## Problem details
Starting at the line that contains "let default_directive = if" and ending at the line that contains "the whole process.", the lines below are to be given again exactly, with nothing added.

## Input
>>>

//! Binary entry point: load configuration, wire the context, start the
//! sampler and the HTTP/SSE server, shut down cleanly on ctrl-c.

use std::net::SocketAddr;
use std::path::PathBuf;

use anyhow::Context;
use clap::Parser;
use tokio_util::sync::CancellationToken;

use traq_lib::settings::{self, TraqSettings};
use traq_lib::{AppContext, Backends};

/// Activity tracking backend with real-time AI event coordination
#[derive(Parser, Debug)]
#[command(name = "traq")]
#[command(version, about, long_about = None)]
struct Args {
    /// Settings file (default: ~/.traq/settings.toml)
    #[arg(short = 'c', long)]
    config: Option<PathBuf>,

    /// Override the listen port from settings
    #[arg(short = 'p', long)]
    port: Option<u16>,

    /// Override the data directory from settings
    #[arg(long)]
    data_dir: Option<PathBuf>,

    /// Show verbose output (debug information)
    #[arg(short = 'v', long)]
    verbose: bool,
}

#[tokio::main]
async fn main() -> anyhow::Result<()> {
    let args = Args::parse();

    // .env is optional; credentials may come from the environment.
    let _ = dotenvy::dotenv();

    let default_directive = if args.verbose { "traq=debug" } else { "traq=info" };
    tracing_subscriber::fmt()
        .with_env_filter(
            tracing_subscriber::EnvFilter::from_default_env()
                .add_directive(default_directive.parse().context("invalid log directive")?),
        )
        .init();

    let settings_file = args.config.unwrap_or_else(settings::settings_path);
    let mut settings: TraqSettings = settings::load(&settings_file).await?;
    if let Some(port) = args.port {
        settings.server.port = port;
    }
    if let Some(data_dir) = args.data_dir {
        settings.data.dir = data_dir;
    }

    let backends = Backends::from_settings(&settings);
    let addr: SocketAddr = format!("{}:{}", settings.server.host, settings.server.port)
        .parse()
        .context("invalid server address")?;

    let ctx = AppContext::new(settings, backends);
    ctx.artifacts
        .ensure_layout()
        .await
        .context("failed to create data directories")?;

    // The sampler lives for the whole process.
    let sampler_cancel = CancellationToken::new();
    let sampler_task = tokio::spawn(ctx.sampler().run(sampler_cancel.clone()));

    let (bound, shutdown) = traq_lib::server::start_server(ctx.clone(), addr).await?;
    tracing::info!("traq backend ready on http://{bound}");

    tokio::signal::ctrl_c()
        .await
        .context("failed to listen for ctrl-c")?;
    tracing::info!("shutting down");

    shutdown.cancel();
    sampler_cancel.cancel();
    ctx.shutdown().await;
    let _ = sampler_task.await;

    Ok(())
}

<<<

## Response to this task
    let default_directive = if args.verbose { "traq=debug" } else { "traq=info" };
    tracing_subscriber::fmt()
        .with_env_filter(
            tracing_subscriber::EnvFilter::from_default_env()
                .add_directive(default_directive.parse().context("invalid log directive")?),
        )
        .init();

    let settings_file = args.config.unwrap_or_else(settings::settings_path);
    let mut settings: TraqSettings = settings::load(&settings_file).await?;
    if let Some(port) = args.port {
        settings.server.port = port;
    }
    if let Some(data_dir) = args.data_dir {
        settings.data.dir = data_dir;
    }

    let backends = Backends::from_settings(&settings);
    let addr: SocketAddr = format!("{}:{}", settings.server.host, settings.server.port)
        .parse()
        .context("invalid server address")?;

    let ctx = AppContext::new(settings, backends);
    ctx.artifacts
        .ensure_layout()
        .await
        .context("failed to create data directories")?;

    // The sampler lives for the whole process.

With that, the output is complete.